Le Parti libéral du Québec a déposé une plainte au Conseil de presse du Québec contre l'ex-journaliste de Radio-Canada, Pierre Duchesne, qui est candidat à l'investiture du Parti québécois dans Borduas, en vue des prochaines élections.

Mis à jour le 6 juill. 2012
Alexandre Paillé et Philippe Teisceira-Lessard LA PRESSE

> La lettre de plainte du Parti libéral du Québec (PDF)

Le PLQ affirme que l'ex-journaliste a contrevenu aux règles de la Fédération professionnelle des journalistes du Québec. «Nous avons toutes les raisons de croire que le Guide de déontologie des journalistes du Québec et les Normes et pratiques journalistiques de Radio-Canada ont été enfreints et que monsieur Duchesne s'est retrouvé dans une situation de conflit d'intérêts grave».

Le parti de Jean Charest estime que Pierre Duchesne «aurait exercé ses fonctions de journaliste et d'analyste alors qu'il était en discussion avec le Parti Québécois dans le but d'être candidat lors de la prochaine élection générale».

«L'idée qu'une figure importante de l'information ait été en onde à critiquer les partis politiques alors qu'elle avait elle-même la volonté d'en découdre comme candidat lors d'une élection est extrêmement troublante et soulève des doutes sur son éthique et son impartialité», affirme le PLQ dans sa lettre au Conseil de presse.

Duchesne défend son intégrité

En point de presse à Mont-Saint-Hilaire pour l'annonce officielle de sa candidature à l'investiture péquiste dans Borduas, l'ex-journaliste a sorti ses griffes pour défendre sa réputation.

«Qui me fait des leçons d'éthique ici?»,  s'est-il interrogé à haute voix, en parlant de la plainte déposée devant le conseil de presse.

«Monsieur Jean Charest a dit qu'il fallait être à visage découvert.

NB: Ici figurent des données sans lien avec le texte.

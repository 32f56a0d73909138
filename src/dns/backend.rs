//! Lookup backends
//!
//! A backend is the asynchronous hostname-resolution primitive the resolver
//! channel issues lookups against. The production backend is hickory-dns;
//! tests plug in scripted ones.

use super::LookupStatus;
use crate::addr::AddressFamily;
use crate::config::DnsConfig;
use crate::{Error, Result};
use futures::future::BoxFuture;
use hickory_proto::error::ProtoErrorKind;
use hickory_resolver::config::{NameServerConfig, Protocol, ResolverConfig, ResolverOpts};
use hickory_resolver::error::{ResolveError, ResolveErrorKind};
use hickory_resolver::TokioAsyncResolver;
use std::collections::HashMap;
use std::io;
use std::net::{IpAddr, SocketAddr};
use std::sync::Arc;
use std::time::Duration;
use tracing::{debug, warn};

/// Future returned by a lookup; always yields a status, never an error
pub type Lookup = BoxFuture<'static, LookupStatus>;

/// Asynchronous hostname resolution
pub trait LookupBackend: Send + Sync {
    /// Look up `host` for a single address family.
    ///
    /// Must not block; the returned future does the work.
    fn lookup(&self, host: &str, family: AddressFamily) -> Lookup;
}

/// Builds a fresh backend each time the channel is (re)initialized
pub trait BackendBuilder: Send + Sync {
    fn build(&self) -> Result<Arc<dyn LookupBackend>>;
}

impl<F> BackendBuilder for F
where
    F: Fn() -> Result<Arc<dyn LookupBackend>> + Send + Sync,
{
    fn build(&self) -> Result<Arc<dyn LookupBackend>> {
        self()
    }
}

/// hickory-dns backed lookups with a static hosts table in front
pub struct HickoryBackend {
    resolver: TokioAsyncResolver,
    hosts: HashMap<String, Vec<IpAddr>>,
}

impl HickoryBackend {
    /// Create backend from config
    pub fn new(config: &DnsConfig) -> Result<Self> {
        let resolver = Self::build_resolver(config)?;

        let mut hosts: HashMap<String, Vec<IpAddr>> = HashMap::new();
        for (domain, ip_str) in &config.hosts {
            match ip_str.parse::<IpAddr>() {
                Ok(ip) => hosts.entry(domain.to_ascii_lowercase()).or_default().push(ip),
                Err(_) => warn!("Ignoring invalid hosts entry {} -> {}", domain, ip_str),
            }
        }

        Ok(HickoryBackend { resolver, hosts })
    }

    /// Build resolver from nameserver list
    fn build_resolver(config: &DnsConfig) -> Result<TokioAsyncResolver> {
        let mut opts = ResolverOpts::default();
        opts.cache_size = 0; // every resolve must hit the wire
        opts.timeout = Duration::from_secs(config.timeout);
        opts.attempts = config.attempts;
        opts.rotate = config.rotate;

        if config.nameserver.is_empty() {
            // Use system default
            let resolver = TokioAsyncResolver::tokio_from_system_conf()
                .map_err(|e| Error::dns(format!("Failed to create system resolver: {}", e)))?;
            return Ok(resolver);
        }

        let mut resolver_config = ResolverConfig::new();
        let mut usable = 0;
        for ns in &config.nameserver {
            match Self::parse_nameserver(ns) {
                Some(ns_config) => {
                    resolver_config.add_name_server(ns_config);
                    usable += 1;
                }
                None => warn!("Ignoring invalid nameserver: {}", ns),
            }
        }

        if usable == 0 {
            return Err(Error::dns("No usable nameserver configured"));
        }

        Ok(TokioAsyncResolver::tokio(resolver_config, opts))
    }

    /// Parse nameserver string
    fn parse_nameserver(ns: &str) -> Option<NameServerConfig> {
        // Handle different formats:
        // - 8.8.8.8
        // - 8.8.8.8:53
        // - tcp://8.8.8.8
        // - tls://1.1.1.1
        let (protocol, rest, default_port) = if let Some(rest) = ns.strip_prefix("tcp://") {
            (Protocol::Tcp, rest, 53)
        } else if let Some(rest) = ns.strip_prefix("tls://") {
            (Protocol::Tls, rest, 853)
        } else if let Some(rest) = ns.strip_prefix("udp://") {
            (Protocol::Udp, rest, 53)
        } else {
            (Protocol::Udp, ns, 53)
        };

        let socket_addr: SocketAddr = match rest.parse::<SocketAddr>() {
            Ok(addr) => addr,
            Err(_) => SocketAddr::new(rest.parse::<IpAddr>().ok()?, default_port),
        };

        let tls_dns_name = match protocol {
            Protocol::Tls => Some(socket_addr.ip().to_string()),
            _ => None,
        };

        Some(NameServerConfig {
            socket_addr,
            protocol,
            tls_dns_name,
            trust_negative_responses: true,
            bind_addr: None,
            tls_config: None,
        })
    }

    fn static_lookup(&self, host: &str, family: AddressFamily) -> Option<Vec<IpAddr>> {
        let ips: Vec<IpAddr> = self
            .hosts
            .get(&host.to_ascii_lowercase())?
            .iter()
            .filter(|ip| family.matches(ip))
            .copied()
            .collect();
        (!ips.is_empty()).then_some(ips)
    }
}

impl LookupBackend for HickoryBackend {
    fn lookup(&self, host: &str, family: AddressFamily) -> Lookup {
        // Address literals need no query
        if let Ok(ip) = host.parse::<IpAddr>() {
            return Box::pin(futures::future::ready(LookupStatus::Resolved {
                addresses: vec![ip],
                family: AddressFamily::of(&ip),
            }));
        }

        if let Some(addresses) = self.static_lookup(host, family) {
            debug!("DNS {} -> {:?} (hosts)", host, addresses);
            return Box::pin(futures::future::ready(LookupStatus::Resolved { addresses, family }));
        }

        let resolver = self.resolver.clone();
        let host = host.to_string();
        Box::pin(async move {
            let result = match family {
                AddressFamily::Ipv4 => resolver
                    .ipv4_lookup(host.as_str())
                    .await
                    .map(|r| r.iter().map(|a| IpAddr::V4(a.0)).collect::<Vec<_>>()),
                AddressFamily::Ipv6 => resolver
                    .ipv6_lookup(host.as_str())
                    .await
                    .map(|r| r.iter().map(|aaaa| IpAddr::V6(aaaa.0)).collect::<Vec<_>>()),
            };

            match result {
                Ok(addresses) if !addresses.is_empty() => {
                    debug!("DNS {} -> {:?}", host, addresses);
                    LookupStatus::Resolved { addresses, family }
                }
                Ok(_) => LookupStatus::Failed(format!("no {} address for {}", family, host)),
                Err(e) => {
                    debug!("{} lookup failed for {}: {}", family, host, e);
                    classify(&e)
                }
            }
        })
    }
}

/// Map a hickory failure onto the completion taxonomy
fn classify(err: &ResolveError) -> LookupStatus {
    match err.kind() {
        ResolveErrorKind::Timeout => LookupStatus::Timeout,
        ResolveErrorKind::NoConnections => LookupStatus::Refused,
        ResolveErrorKind::Io(e) => classify_io(e).unwrap_or_else(|| LookupStatus::Failed(err.to_string())),
        ResolveErrorKind::Proto(proto) => match proto.kind() {
            ProtoErrorKind::Timeout => LookupStatus::Timeout,
            ProtoErrorKind::Io(e) => {
                classify_io(e).unwrap_or_else(|| LookupStatus::Failed(err.to_string()))
            }
            _ => LookupStatus::Failed(err.to_string()),
        },
        _ => LookupStatus::Failed(err.to_string()),
    }
}

fn classify_io(e: &io::Error) -> Option<LookupStatus> {
    match e.kind() {
        io::ErrorKind::ConnectionRefused => Some(LookupStatus::Refused),
        io::ErrorKind::TimedOut => Some(LookupStatus::Timeout),
        _ => None,
    }
}

/// Builds a [`HickoryBackend`] from a DNS config snapshot
#[derive(Debug, Clone)]
pub struct HickoryBuilder {
    config: DnsConfig,
}

impl HickoryBuilder {
    pub fn new(config: DnsConfig) -> Self {
        HickoryBuilder { config }
    }
}

impl BackendBuilder for HickoryBuilder {
    fn build(&self) -> Result<Arc<dyn LookupBackend>> {
        Ok(Arc::new(HickoryBackend::new(&self.config)?))
    }
}

#[cfg(test)]
mod tests {
    use super::*;
    use std::net::Ipv4Addr;

    fn backend_with_hosts(hosts: &[(&str, &str)]) -> HickoryBackend {
        let mut config = DnsConfig::default();
        config.nameserver = vec!["127.0.0.1:53".to_string()];
        for (name, ip) in hosts {
            config.hosts.insert(name.to_string(), ip.to_string());
        }
        HickoryBackend::new(&config).unwrap()
    }

    #[test]
    fn test_parse_nameserver() {
        let ns = HickoryBackend::parse_nameserver("8.8.8.8").unwrap();
        assert_eq!(ns.protocol, Protocol::Udp);
        assert_eq!(ns.socket_addr.port(), 53);

        let ns = HickoryBackend::parse_nameserver("8.8.8.8:5353").unwrap();
        assert_eq!(ns.socket_addr.port(), 5353);

        let ns = HickoryBackend::parse_nameserver("tcp://1.1.1.1").unwrap();
        assert_eq!(ns.protocol, Protocol::Tcp);

        let ns = HickoryBackend::parse_nameserver("tls://1.1.1.1").unwrap();
        assert_eq!(ns.protocol, Protocol::Tls);
        assert_eq!(ns.socket_addr.port(), 853);
        assert_eq!(ns.tls_dns_name.as_deref(), Some("1.1.1.1"));

        assert!(HickoryBackend::parse_nameserver("dns.google").is_none());
    }

    #[test]
    fn test_no_usable_nameserver() {
        let mut config = DnsConfig::default();
        config.nameserver = vec!["not-an-ip".to_string()];
        assert!(matches!(HickoryBackend::new(&config), Err(Error::Dns(_))));
    }

    #[tokio::test]
    async fn test_literal_passthrough() {
        let backend = backend_with_hosts(&[]);
        let status = backend.lookup("10.0.0.1", AddressFamily::Ipv4).await;
        assert_eq!(
            status,
            LookupStatus::Resolved {
                addresses: vec![IpAddr::V4(Ipv4Addr::new(10, 0, 0, 1))],
                family: AddressFamily::Ipv4,
            }
        );
    }

    #[tokio::test]
    async fn test_hosts_table() {
        let backend = backend_with_hosts(&[("Controller.Local", "192.168.40.1")]);
        let status = backend.lookup("controller.local", AddressFamily::Ipv4).await;
        assert_eq!(
            status,
            LookupStatus::Resolved {
                addresses: vec![IpAddr::V4(Ipv4Addr::new(192, 168, 40, 1))],
                family: AddressFamily::Ipv4,
            }
        );
    }

    #[test]
    fn test_classify_io() {
        let refused = io::Error::new(io::ErrorKind::ConnectionRefused, "refused");
        assert_eq!(classify_io(&refused), Some(LookupStatus::Refused));
        let other = io::Error::new(io::ErrorKind::Other, "boom");
        assert_eq!(classify_io(&other), None);
    }
}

Moi, je n'ai jamais eu de salaire caché pendant dix ans», a-t-il attaqué. «Moi je n'ai pas eu de rencontres avec des collecteurs de fonds qui ont été arrêtés par la police par la suite.»

Par ailleurs, Pierre Duchesne a expliqué qu'il avait toujours eu la foi souverainiste.

«J'ai une passion emmaillée au coeur qui est celle du Québec», a-t-il déclaré ce matin, dans son comté. «Ce qu'il faut pour le Québec c'est un pays.»

Décision récente?

Le nouveau politicien a juré qu'il n'avait pas discuté une éventuelle candidature avant son départ de Radio-Canada. Selon les informations de La Presse, la circonscription de Borduas est pourtant réservée à un «journaliste de Radio-Canada» depuis plusieurs semaines.

Invité à commenter les affirmations de Pauline Marois, selon lesquelles il avait été ciblé à cause de sa biographie de Jacques Parizeau, il a reconnu qu'il ne pouvait expliquer cette décision.

«Moi je sais pas si ça a été réservé pendant trois mois», a-t-il affirmé.

«Je sais cependant que tous les partis politiques réservent des comtés surs pour candidatures de prestige.»